Die Teilnahme an den akademischen Gottesdiensten und die regelmäßige Beichte (belegt durch die an die Beichtkinder ausgegebenen Beichtzettel) waren bis ins 19. Jahrhundert verpflichtend. Geschmückt mit ihren akademischen Insignien nahmen Rektor und Dekane am 24. und später auch am 26. Dezember an den Kirchenfeiern in der Stephanskirche teil. Nachdem Rektor Karl von Littrow 1869 diese mehrhundertjährige Tradition nicht fortgesetzt hatte, beschloss das Konsistorium 1873 offiziell die Abschaffung der Teilnahme der Universitätsvertreter an diesem kirchlichen Hochamt.

Ferienzeiten vom 16. bis zum 20. Jahrhundert

Die insgesamt ausufernde Zahl an Ferientagen wurde im Zuge der Universitätsreformen unter Ferdinand I. verkürzt. Durch die Reformatio nova von 1554 wurden die über 100 Ferientage auf 86 reduziert, für Weihnachten bedeutete dies eine Verkürzung auf die Zeit zwischen Heiligabend und dem Fest der Beschneidung des Herren (1. Jänner). Diese achttägige Ferienzeit wurde 1719 bestätigt, aber bereits 1724 auf 14 Tage ausgedehnt. Ab dem späten 18. Jahrhundert wurde die vorlesungsfreie Zeit auf die drei Tage vom 24. bis 26. Dezember beschränkt, 1822 leicht verändert auf 25. und 26. Dezember sowie den Tag vor Neujahr.

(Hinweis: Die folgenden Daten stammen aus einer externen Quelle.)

//! Power amplifier control
//!
//! Output power is set per PA level in 0.5 dB steps: register value `29 - 2 * dBm`,
//! with any request above 14 dBm mapped to the maximum (register value 1).

use embedded_hal::delay::DelayNs;

use super::Radio;
use crate::interface::Interface;
use crate::registers::{pa_level_address, PaPower0, PaRamping, MAX_PA_LEVEL_INDEX};
use crate::Error;

/// Highest output power reachable through the PA levels, in dBm
pub const PA_UPPER_LIMIT_DBM: i32 = 14;

/// Lowest output power the register mapping represents, in dBm
pub const PA_LOWER_LIMIT_DBM: i32 = -31;

fn dbm_to_reg(dbm: i32) -> u8 {
    if dbm > PA_UPPER_LIMIT_DBM {
        1
    } else {
        (29 - 2 * dbm.max(PA_LOWER_LIMIT_DBM)) as u8
    }
}

fn reg_to_dbm(reg: u8) -> i32 {
    (29 - reg as i32) / 2
}

impl<I, D> Radio<I, D>
where
    I: Interface,
    D: DelayNs,
{
    /// Drive the PA at its maximum output, ignoring the selected level
    pub fn set_max_pa_level(&mut self, enabled: bool) -> Result<(), Error> {
        self.interface
            .modify_register(|power: &mut PaPower0| power.max_dbm = enabled)?;
        Ok(())
    }

    /// Set PA level `index` (0 to 7) to `dbm`.
    ///
    /// # Errors
    /// * `Error::InvalidParameter` - `index` is past the last PA level
    pub fn set_pa_level_dbm(&mut self, index: u8, dbm: i32) -> Result<(), Error> {
        let address = pa_level_address(index).ok_or(Error::InvalidParameter)?;
        self.interface.write_reg(address, dbm_to_reg(dbm))
    }

    /// Output power of PA level `index` in dBm.
    ///
    /// A value above 14 dBm means the output stage is off.
    ///
    /// # Errors
    /// * `Error::InvalidParameter` - `index` is past the last PA level
    pub fn pa_level_dbm(&mut self, index: u8) -> Result<i32, Error> {
        let address = pa_level_address(index).ok_or(Error::InvalidParameter)?;
        Ok(reg_to_dbm(self.interface.read_reg(address)?))
    }

    /// Select the PA level used for transmission, or the last one ramped to
    ///
    /// # Errors
    /// * `Error::InvalidParameter` - `index` is past the last PA level
    pub fn set_pa_level_max_index(&mut self, index: u8) -> Result<(), Error> {
        if index > MAX_PA_LEVEL_INDEX {
            return Err(Error::InvalidParameter);
        }
        self.interface
            .modify_register(|power: &mut PaPower0| power.level_max_index = index)?;
        Ok(())
    }

    /// PA level selected for transmission
    pub fn pa_level_max_index(&mut self) -> Result<u8, Error> {
        let power: PaPower0 = self.interface.read_register()?;
        Ok(power.level_max_index)
    }

    /// Let the FIR filter shape the PA ramp.
    ///
    /// Enabling clears max dBm and manual ramping; disabling only turns the FIR off.
    pub fn set_auto_ramping(&mut self, enabled: bool) -> Result<(), Error> {
        self.interface.modify_register(|ramp: &mut PaRamping| {
            if enabled {
                ramp.power.max_dbm = false;
                ramp.power.ramp_enabled = false;
            }
            ramp.fir_enabled = enabled;
        })?;
        Ok(())
    }

    /// Step through PA levels 0 to `pa_level_max_index` when the PA turns on.
    ///
    /// Enabling clears max dBm and the FIR filter; disabling only stops the ramp.
    pub fn set_manual_ramping(&mut self, enabled: bool) -> Result<(), Error> {
        self.interface.modify_register(|ramp: &mut PaRamping| {
            if enabled {
                ramp.power.max_dbm = false;
                ramp.fir_enabled = false;
            }
            ramp.power.ramp_enabled = enabled;
        })?;
        Ok(())
    }
}

#[cfg(test)]
mod tests {
    use super::*;
    use crate::mock::{MockInterface, NoopDelay};
    use crate::radio::Config;

    fn radio() -> Radio<MockInterface, NoopDelay> {
        Radio::new(MockInterface::new(), NoopDelay, Config::default())
    }

    #[test]
    fn dbm_mapping() {
        assert_eq!(dbm_to_reg(14), 1);
        assert_eq!(dbm_to_reg(15), 1);
        assert_eq!(dbm_to_reg(10), 9);
        assert_eq!(dbm_to_reg(0), 29);
        assert_eq!(dbm_to_reg(-31), 91);
        assert_eq!(dbm_to_reg(-100), 91);
        assert_eq!(reg_to_dbm(9), 10);
        assert_eq!(reg_to_dbm(1), 14);
    }

    #[test]
    fn pa_level_round_trip() {
        let mut radio = radio();
        for dbm in -31..=14 {
            radio.set_pa_level_dbm(3, dbm).unwrap();
            assert_eq!(radio.pa_level_dbm(3).unwrap(), dbm);
        }

        radio.set_pa_level_dbm(0, 10).unwrap();
        radio.set_pa_level_dbm(7, 12).unwrap();
        assert_eq!(radio.interface().regs[0x61], 9);
        assert_eq!(radio.interface().regs[0x5A], 5);
    }

    #[test]
    fn pa_index_out_of_range_is_rejected() {
        let mut radio = radio();
        assert_eq!(radio.set_pa_level_dbm(8, 0), Err(Error::InvalidParameter));
        assert_eq!(radio.pa_level_dbm(8), Err(Error::InvalidParameter));
        assert_eq!(radio.set_pa_level_max_index(8), Err(Error::InvalidParameter));
        assert_eq!(radio.interface().regs[0x62], 0);
    }

    #[test]
    fn max_index_keeps_other_power0_bits() {
        let mut radio = radio();
        radio.interface().regs[0x62] = 0xC0;

        radio.set_pa_level_max_index(5).unwrap();
        assert_eq!(radio.interface().regs[0x62], 0xC5);
        assert_eq!(radio.pa_level_max_index().unwrap(), 5);

        radio.set_max_pa_level(false).unwrap();
        assert_eq!(radio.interface().regs[0x62], 0x85);
    }

    #[test]
    fn ramping_modes() {
        let mut radio = radio();
        radio.interface().regs[0x62] = 0x60;

        radio.set_auto_ramping(true).unwrap();
        assert_eq!(radio.interface().regs[0x62], 0x00);
        assert_eq!(radio.interface().regs[0x63], 0x02);

        radio.set_manual_ramping(true).unwrap();
        assert_eq!(radio.interface().regs[0x62], 0x20);
        assert_eq!(radio.interface().regs[0x63], 0x00);

        radio.set_manual_ramping(false).unwrap();
        assert_eq!(radio.interface().regs[0x62], 0x00);
    }
}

Die Weihnachtsferien wurden in den folgenden Jahrzehnten wieder sukzessive verlängert. Die Universitätsgesetze von 1849 und 1873 legten die vorlesungsfreie Zeit schließlich auf den heutigen Umfang fest: 14 Tage vom 24. Dezember bis zum Tage nach Epiphania (6. Jänner).

Zahlreich dokumentiert sind jedoch seit dem ausgehenden 19. Jahrhundert verschiedene äußere Anlässe, die sich auch auf die Dauer der Weihnachtsferien auswirkten: So war es 1889 die in Europa grassierende Influenza-Epidemie, die um Weihnachten in Wien ihren Höhepunkt erreichte und das Rektorat der Universität Wien dazu bewegte, die Ferien um einige Tage zu verlängern.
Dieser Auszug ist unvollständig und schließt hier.